File: Doc.py

package info (click to toggle)
pyrite 0.9.3
links: PTS
area: main
in suites: potato
size: 1,504 kB
ctags: 1,924
sloc: python: 6,064; ansic: 5,094; makefile: 275; sh: 172
file content (408 lines) | stat: -rw-r--r-- 11,647 bytes
#
#  $Id: Doc.py,v 1.3 1999/12/11 12:35:11 rob Exp $
#
#  Copyright 1998-1999 Rob Tillotson <robt@debian.org>
#  All Rights Reserved
#
#  Permission to use, copy, modify, and distribute this software and
#  its documentation for any purpose and without fee or royalty is
#  hereby granted, provided that the above copyright notice appear in
#  all copies and that both the copyright notice and this permission
#  notice appear in supporting documentation or portions thereof,
#  including modifications, that you you make.
#
#  THE AUTHOR ROB TILLOTSON DISCLAIMS ALL WARRANTIES WITH REGARD TO
#  THIS SOFTWARE, INCLUDING ALL IMPLIED WARRANTIES OF MERCHANTABILITY
#  AND FITNESS.  IN NO EVENT SHALL THE AUTHOR BE LIABLE FOR ANY
#  SPECIAL, INDIRECT OR CONSEQUENTIAL DAMAGES OR ANY DAMAGES WHATSOEVER
#  RESULTING FROM LOSS OF USE, DATA OR PROFITS, WHETHER IN AN ACTION OF
#  CONTRACT, NEGLIGENCE OR OTHER TORTIOUS ACTION, ARISING OUT OF OR IN
#  CONNECTION WITH THE USE OR PERFORMANCE OF THIS SOFTWARE!
#
"""Doc-format E-Texts.

  This module handles databases in the standard Palm e-text
  format used by applications such as AportisDoc, JDoc, TealDoc,
  etc.

  DOC databases are an excellent example of a reasonably complex
  file format for the Palm.  DOC databases contain three types
  of records: a header, any number of text records (which may be
  compressed by a simple algorithm that gives 40-50% compression
  on many files), and some bookmark records.  The classes in this
  module show how such a database could be handled; the appropriate
  class for a record is selected according to its position in the
  database and the information in the header.
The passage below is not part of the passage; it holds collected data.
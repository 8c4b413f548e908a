//! # Ambient context
//!
//! A per-thread stack of key/value frames. Surrounding code pushes a frame
//! with [`enter`], decorates it with [`Context::put`], and the frame is popped
//! again by [`Context::exit`] or when the handle is dropped. Anything that
//! wants to know "where am I" takes a flattened view with [`current`].
//!
//! ```
//! use ctxerr_context::{current, enter};
//!
//! let request = enter().put("request_id", "abc").put("attempt", 1);
//! {
//!     let _retry = enter().put("attempt", 2);
//!     assert_eq!(current()["attempt"], 2);
//! }
//! assert_eq!(current()["attempt"], 1);
//! request.exit();
//! assert!(current().is_empty());
//! ```

use std::collections::BTreeMap;
use std::sync::Arc;

pub mod global;
pub mod propagate;
pub mod stack;

pub use global::{put_global, put_global_dynamic, remove_global};
pub use propagate::{Snapshot, snapshot, spawn};
pub use serde_json::Value;
pub use stack::{Context, current, current_with_globals, depth, enter};

/// Flattened key/value view of the context
pub type Map = BTreeMap<String, Value>;

/// Value computed each time a merged view is taken
pub type DynamicValue = Arc<dyn Fn() -> Value + Send + Sync>;

/// A value stored in a frame
#[derive(Clone)]
pub(crate) enum Entry {
    Static(Value),
    Dynamic(DynamicValue),
}

impl Entry {
    pub(crate) fn resolve(&self) -> Value {
        match self {
            Self::Static(value) => value.clone(),
            Self::Dynamic(compute) => compute(),
        }
    }
}

/// Resolve entries once the stack borrow has been released, so dynamic values
/// may themselves consult the context.
pub(crate) fn resolve_all(entries: BTreeMap<String, Entry>) -> Map {
    entries
        .into_iter()
        .map(|(key, entry)| {
            let value = entry.resolve();
            (key, value)
        })
        .collect()
}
  A small C module (_Doc) goes with this one; it contains the
  the compression and decompression routines from "makedoc", since
  it would be significantly slower to use Python for this.
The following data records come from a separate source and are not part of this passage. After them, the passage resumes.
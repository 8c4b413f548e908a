//! Lazy, line-at-a-time rendering of an error and its causes

use super::types::{Cause, Error};
use std::error::Error as StdError;
use std::fmt;
use std::sync::Arc;

/// Stateful printer returned by [`Error::multi_line_printer`].
///
/// Each [`print_line`](Self::print_line) call writes exactly one line, without
/// a line terminator:
///
/// ```text
/// <message>
///   at <frame>            (one per frame, innermost first)
/// Caused by: <message>
///   at <frame>
/// ...
/// ```
///
/// and reports whether more lines remain, leaving separators to the caller.
pub struct MultiLinePrinter {
    state: State,
}

enum State {
    Header { link: Link, first: bool },
    Frames { error: Error, next: usize },
    Done,
}

enum Link {
    Tracked(Error),
    /// Opaque errors are walked through `source()`; `depth` counts hops from `root`
    Opaque {
        root: Arc<dyn StdError + Send + Sync>,
        depth: usize,
    },
}

impl Link {
    fn message(&self) -> String {
        match self {
            Self::Tracked(error) => error.message().to_string(),
            Self::Opaque { root, depth } => source_at(&**root, *depth)
                .map(|error| ctxerr_hidden::strip(&error.to_string()))
                .unwrap_or_default(),
        }
    }
}

fn source_at<'a>(
    root: &'a (dyn StdError + 'static),
    depth: usize,
) -> Option<&'a (dyn StdError + 'static)> {
    let mut current = root;
    for _ in 0..depth {
        current = current.source()?;
    }
    Some(current)
}

fn after_frames(error: &Error) -> State {
    match error.cause_link() {
        Some(Cause::Tracked(cause)) => State::Header {
            link: Link::Tracked(cause.clone()),
            first: false,
        },
        Some(Cause::Opaque(root)) => State::Header {
            link: Link::Opaque {
                root: Arc::clone(root),
                depth: 0,
            },
            first: false,
        },
        None => State::Done,
    }
}

impl MultiLinePrinter {
    fn new(error: &Error) -> Self {
        Self {
            state: State::Header {
                link: Link::Tracked(error.clone()),
                first: true,
            },
        }
    }

    /// Write the next line into `buf`; returns `false` once the last line has
    /// been written, and on every call after that without writing anything.
    ///
    /// A failed write also returns `false` but leaves the printer where it
    /// was, so the same line is written again by the next call.
    pub fn print_line<W: fmt::Write + ?Sized>(&mut self, buf: &mut W) -> bool {
        self.write_line(buf).unwrap_or(false)
    }

    pub(crate) fn write_line<W: fmt::Write + ?Sized>(
        &mut self,
        buf: &mut W,
    ) -> Result<bool, fmt::Error> {
        match &self.state {
            State::Done => return Ok(false),
            State::Header { link, first } => {
                let message = link.message();
                if *first {
                    buf.write_str(&message)?;
                } else {
                    write!(buf, "Caused by: {message}")?;
                }
            }
            State::Frames { error, next } => {
                if let Some(frame) = error.call_stack().frames().get(*next) {
                    write!(buf, "  at {frame}")?;
                }
            }
        }
        let state = std::mem::replace(&mut self.state, State::Done);
        self.state = advance(state);
        Ok(!matches!(self.state, State::Done))
    }
}

fn advance(state: State) -> State {
    match state {
        State::Done => State::Done,
        State::Header {
            link: Link::Tracked(error),
            ..
        } => State::Frames { error, next: 0 },
        State::Header {
            link: Link::Opaque { root, depth },
            ..
        } => {
            if source_at(&*root, depth + 1).is_some() {
                State::Header {
                    link: Link::Opaque {
                        root,
                        depth: depth + 1,
                    },
                    first: false,
                }
            } else {
                State::Done
            }
        }
        State::Frames { error, next } => {
            if next + 1 < error.call_stack().len() {
                State::Frames {
                    error,
                    next: next + 1,
                }
            } else {
                after_frames(&error)
            }
        }
    }
}

impl Iterator for MultiLinePrinter {
    type Item = String;

    fn next(&mut self) -> Option<Self::Item> {
        if matches!(self.state, State::Done) {
            return None;
        }
        let mut line = String::new();
        self.print_line(&mut line);
        Some(line)
    }
}

impl Error {
    /// Printer over this error's message, frames and cause chain
    #[must_use]
    pub fn multi_line_printer(&self) -> MultiLinePrinter {
        MultiLinePrinter::new(self)
    }

    /// Full trace as one newline-separated string
    #[must_use]
    pub fn stack_trace(&self) -> String {
        self.multi_line_printer().collect::<Vec<_>>().join("\n")
    }
}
  Also included are a pair of classes, DOCReader and DOCWriter, which
  implement streamed access to a DOC database.  These classes allow
  you to treat DOCs as ordinary text files, to a certain extent.
  While the reader class is useful, the writer class is even more so,
  since it allows (beware! large memory consumption) you to stream
  data into the file, set bookmarks, etc. without having to know in
  advance how big the text is.  (The util subdirectory of the package
  contains a couple of examples of what this is good for.)
"""

__version__ = '$Id: Doc.py,v 1.3 1999/12/11 12:35:11 rob Exp $'

__copyright__ = 'Copyright 1998-1999 Rob Tillotson <robt@debian.org>'

  
import Pyrite
import Pyrite.Connector
import Pyrite.Store
from Pyrite import Blocks
import string, struct

# C module
try:
    from Pyrite import _Doc
    _compress = _Doc.compress
    _uncompress = _Doc.uncompress
except:
    from Pyrite import doc_compress
    _compress = doc_compress.compress
    _uncompress = doc_compress.uncompress
    
from Pyrite import FLD_STRING, FLD_INT, FLD_LIST, _

class Connector(Pyrite.Connector.Connector):
    name = 'Doc'
    version = Pyrite.version
    author = Pyrite.author
    url = ''
    description = _("Doc-format e-texts.")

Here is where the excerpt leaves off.